In bester Gesellschaft: Die meisten Frauen sind verrückte Essgestörte

Wenn aus Diät Wahn wird, zeigt sich das Biafra-Syndrom. Damen, deren Körper nur noch ein Gerüst aus Knochen ist, hungern wie in Not. Unsere Kolumnistin kann da nicht mehr hinschauen - und träumt von deftiger Hausmannskost.
© Bild: 2011 Daniel Matzenbacher
Wenn aus Diät Wahn wird, zeigt sich das Biafra-Syndrom. Damen, deren Körper nur noch ein Gerüst aus Knochen ist, hungern wie in Not. Unsere Kolumnistin kann da nicht mehr hinschauen - und träumt von deftiger Hausmannskost. von Wäis Kiani 
How to spend it feiert also ­Geburtstag. Das ist toll, aber ich muss gestehen, an der Feier interessiert mich hauptsächlich, was es zu essen geben wird. Wahrscheinlich leckeres Fingerfood, kleine Röllchen aus Lachs und Strudelteig, Parmesanmousse-Baumkuchen und Kardamom-Ente, Mille Feuille mit Tafelspitz und Trüffelsauerrahm oder deftige Heringshappen mit schwerem Graubrot und guter, fetter Butter, dazu Jahrgangschampagner und für die Jungs Tannenzäpfle-Bier, und das alles: sehr, sehr reichlich.

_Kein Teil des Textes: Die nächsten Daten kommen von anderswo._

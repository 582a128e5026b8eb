use rand::Rng;
use std::collections::{HashSet, VecDeque};
use tracing::debug;

/// Elemento que sabe a quién pertenece dentro de la cola justa
pub trait Queueable {
    /// Identificador del solicitante (0 = autoplay)
    fn identifier(&self) -> u64;
}

/// Cola justa: los pedidos de distintos usuarios se intercalan por rondas.
///
/// Un pedido nuevo se inserta después del último pedido del mismo usuario y
/// antes de la primera ronda donde algún usuario repetiría. Con un solo
/// usuario equivale a FIFO.
#[derive(Debug)]
pub struct FairQueue<T: Queueable> {
    items: VecDeque<T>,
}

impl<T: Queueable> Default for FairQueue<T> {
    fn default() -> Self {
        Self {
            items: VecDeque::new(),
        }
    }
}

impl<T: Queueable> FairQueue<T> {
    pub fn new() -> Self {
        Self::default()
    }

    /// Inserta en la posición justa y devuelve el índice resultante
    pub fn add(&mut self, item: T) -> usize {
        let id = item.identifier();

        let mut index = self
            .items
            .iter()
            .rposition(|queued| queued.identifier() == id)
            .map(|last| last + 1)
            .unwrap_or(0);

        let mut seen = HashSet::new();
        while index < self.items.len() {
            if !seen.insert(self.items[index].identifier()) {
                break;
            }
            index += 1;
        }

        self.items.insert(index, item);
        debug!("➕ Pedido de {} insertado en posición {}", id, index);
        index
    }

    /// Inserta en una posición exacta (acotada al final)
    pub fn add_at(&mut self, index: usize, item: T) {
        let index = index.min(self.items.len());
        self.items.insert(index, item);
    }

    pub fn pull(&mut self) -> Option<T> {
        self.items.pop_front()
    }

    pub fn get(&self, index: usize) -> Option<&T> {
        self.items.get(index)
    }

    pub fn remove(&mut self, index: usize) -> Option<T> {
        self.items.remove(index)
    }

    /// Elimina todos los pedidos de un usuario
    pub fn remove_all(&mut self, identifier: u64) -> usize {
        let before = self.items.len();
        self.items.retain(|item| item.identifier() != identifier);
        before - self.items.len()
    }

    /// Mezcla solo las posiciones que ocupan los pedidos de un usuario
    pub fn shuffle(&mut self, identifier: u64) -> usize {
        let positions: Vec<usize> = self
            .items
            .iter()
            .enumerate()
            .filter(|(_, item)| item.identifier() == identifier)
            .map(|(i, _)| i)
            .collect();

        let mut rng = rand::thread_rng();
        for j in (1..positions.len()).rev() {
            let k = rng.gen_range(0..=j);
            self.items.swap(positions[j], positions[k]);
        }

        positions.len()
    }

    /// Descarta los primeros `count` pedidos
    pub fn skip(&mut self, count: usize) {
        let count = count.min(self.items.len());
        self.items.drain(..count);
    }

    pub fn move_item(&mut self, from: usize, to: usize) -> Option<&T> {
        let item = self.items.remove(from)?;
        let to = to.min(self.items.len());
        self.items.insert(to, item);
        self.items.get(to)
    }

    pub fn clear(&mut self) {
        self.items.clear();
    }

    pub fn len(&self) -> usize {
        self.items.len()
    }

    pub fn is_empty(&self) -> bool {
        self.items.is_empty()
    }

    pub fn iter(&self) -> impl Iterator<Item = &T> {
        self.items.iter()
    }
}

#[cfg(test)]
mod tests {
    use super::*;
    use pretty_assertions::assert_eq;

    #[derive(Debug, Clone, PartialEq)]
    struct Req(u64, &'static str);

    impl Queueable for Req {
        fn identifier(&self) -> u64 {
            self.0
        }
    }

    fn names(queue: &FairQueue<Req>) -> Vec<&'static str> {
        queue.iter().map(|r| r.1).collect()
    }

    #[test]
    fn test_single_user_is_fifo() {
        let mut queue = FairQueue::new();
        assert_eq!(queue.add(Req(1, "a")), 0);
        assert_eq!(queue.add(Req(1, "b")), 1);
        assert_eq!(queue.add(Req(1, "c")), 2);

        assert_eq!(queue.pull(), Some(Req(1, "a")));
        assert_eq!(names(&queue), vec!["b", "c"]);
    }

    #[test]
    fn test_users_are_interleaved() {
        let mut queue = FairQueue::new();
        queue.add(Req(1, "a1"));
        queue.add(Req(1, "a2"));
        queue.add(Req(1, "a3"));
        assert_eq!(queue.add(Req(2, "b1")), 1);
        assert_eq!(queue.add(Req(2, "b2")), 3);
        assert_eq!(queue.add(Req(3, "c1")), 2);

        assert_eq!(names(&queue), vec!["a1", "b1", "c1", "a2", "b2", "a3"]);
    }

    #[test]
    fn test_add_at_front_and_clamped() {
        let mut queue = FairQueue::new();
        queue.add(Req(1, "a"));
        queue.add_at(0, Req(2, "front"));
        queue.add_at(99, Req(3, "back"));

        assert_eq!(names(&queue), vec!["front", "a", "back"]);
    }

    #[test]
    fn test_remove_all_skip_and_move() {
        let mut queue = FairQueue::new();
        queue.add(Req(1, "a1"));
        queue.add(Req(2, "b1"));
        queue.add(Req(1, "a2"));
        queue.add(Req(2, "b2"));

        assert_eq!(queue.remove_all(2), 2);
        assert_eq!(names(&queue), vec!["a1", "a2"]);

        queue.move_item(1, 0);
        assert_eq!(names(&queue), vec!["a2", "a1"]);

        queue.skip(5);
        assert!(queue.is_empty());
    }

    #[test]
    fn test_shuffle_keeps_other_users_in_place() {
        let mut queue = FairQueue::new();
        queue.add(Req(1, "a1"));
        queue.add(Req(2, "b1"));
        queue.add(Req(1, "a2"));
        queue.add(Req(2, "b2"));
        queue.add(Req(1, "a3"));

        assert_eq!(queue.shuffle(1), 3);
        assert_eq!(queue.get(1), Some(&Req(2, "b1")));
        assert_eq!(queue.get(3), Some(&Req(2, "b2")));
        assert_eq!(queue.len(), 5);
    }
}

Seit ich auf der Geburtstagsfeier meiner Freundin Ana war, kann ich mich in solche Fantasien gnadenlos hineinsteigern. Es war eine Cocktailparty, und auf einem langen Tisch standen viele Platten und Schüsseln. Es gab Wassermelonenbowle, Wassermelonenspieße, Gurkenstreifen und Spieße mit Wassermelone und Gurke gemischt und eine große Schale mit Zitronen. Jedes Mal, wenn Ana an mir vorbeiging, meinte sie, willst du nichts essen? Oh, ich hab schon zwei von den leckeren Zitronen gegessen, bin ganz voll, sagte ich.

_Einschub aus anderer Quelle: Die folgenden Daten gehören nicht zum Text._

use serenity::{
    all::ButtonStyle,
    builder::{CreateActionRow, CreateButton},
};

use crate::audio::now_playing::{Control, ControlButton};

fn style(control: Control) -> ButtonStyle {
    match control {
        Control::Pause | Control::Play => ButtonStyle::Primary,
        Control::Skip => ButtonStyle::Secondary,
        Control::Stop => ButtonStyle::Danger,
    }
}

fn emoji(control: Control) -> char {
    match control {
        Control::Pause => '⏸',
        Control::Play => '▶',
        Control::Skip => '⏭',
        Control::Stop => '⏹',
    }
}

/// Fila de controles del mensaje de "reproduciendo ahora"
pub fn create_player_controls(controls: &[ControlButton]) -> Vec<CreateActionRow> {
    let buttons = controls
        .iter()
        .map(|button| {
            CreateButton::new(button.control.custom_id())
                .label(button.control.label())
                .emoji(emoji(button.control))
                .style(style(button.control))
                .disabled(button.disabled)
        })
        .collect();

    vec![CreateActionRow::Buttons(buttons)]
}

#[cfg(test)]
mod tests {
    use super::*;

    #[test]
    fn test_one_row_with_every_control() {
        let controls: Vec<ControlButton> = Control::ALL
            .into_iter()
            .map(|control| ControlButton {
                control,
                disabled: true,
            })
            .collect();

        let rows = create_player_controls(&controls);
        assert_eq!(rows.len(), 1);

        let json = serde_json::to_string(&rows).unwrap();
        for control in Control::ALL {
            assert!(json.contains(&format!("\"custom_id\":\"{}\"", control.custom_id())));
        }
        assert!(!json.contains("\"disabled\":false"));
    }

    #[test]
    fn test_custom_ids_round_trip() {
        for control in Control::ALL {
            assert_eq!(Control::from_custom_id(control.custom_id()), Some(control));
        }
        assert_eq!(Control::from_custom_id("shuffle"), None);
    }
}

Küchen-Bildband Das Auge isst mit
Abgesehen davon, dass ich nichts so sehr verabscheue wie rote, stinkende Wassermelone, weiß ich schon lange, dass die meisten Frauen verrückte Essgestörte sind, die ihr Leben mit der Angst vergeuden, etwas Falsches und womöglich zu viel davon zu essen, sich tagsüber mit Reiscrackern und Dinkelkeksen abquälen, um abends ihren Frust in dick machendem Alkohol zu ertränken.
Aber seit einiger Zeit mache ich in meinem Bekanntenkreis eine noch schlimmere Störung aus: das Biafra-Syndrom. Damit meine ich nicht die Frauen, die Diät halten, sondern Frauen, die sich so wenig Nahrung zuführen, dass sie Hunger leiden. Und zwar nicht den Hunger, den Sie und ich nach einem erfüllten Vormittag mit nur einem kleinen Croissant statt eng­lischem Frühstück gegen 14 Uhr ver­spüren, sondern die Art Hunger, den die unglücklichen Menschen kennen.
Menschen, die unter Krieg und Dürrekatastrophen leiden. Menschen, in deren Nähe es einfach nichts Essbares mehr gibt. Diesen Hunger meine ich. Das Heimtückische an diesen Frauen ist, dass sie von Weitem ganz normal, fast unscheinbar wirken. Dass sie nur aus Haut und Knochen bestehen, verdeckt ihre Kleidung. Sie zeigen kein Dekolleté, weil ihr Brustkorb zu knochig ist, und keine Beine, weil sie ihre Oberschenkel zu dick finden. Ihr Gesicht ist eingefallen, ihre Haare sind kraftlos, und sie überlegen, ihre hohlen Wangen mit Hyaluronsäure aufspritzen zu lassen, tun es aber nie.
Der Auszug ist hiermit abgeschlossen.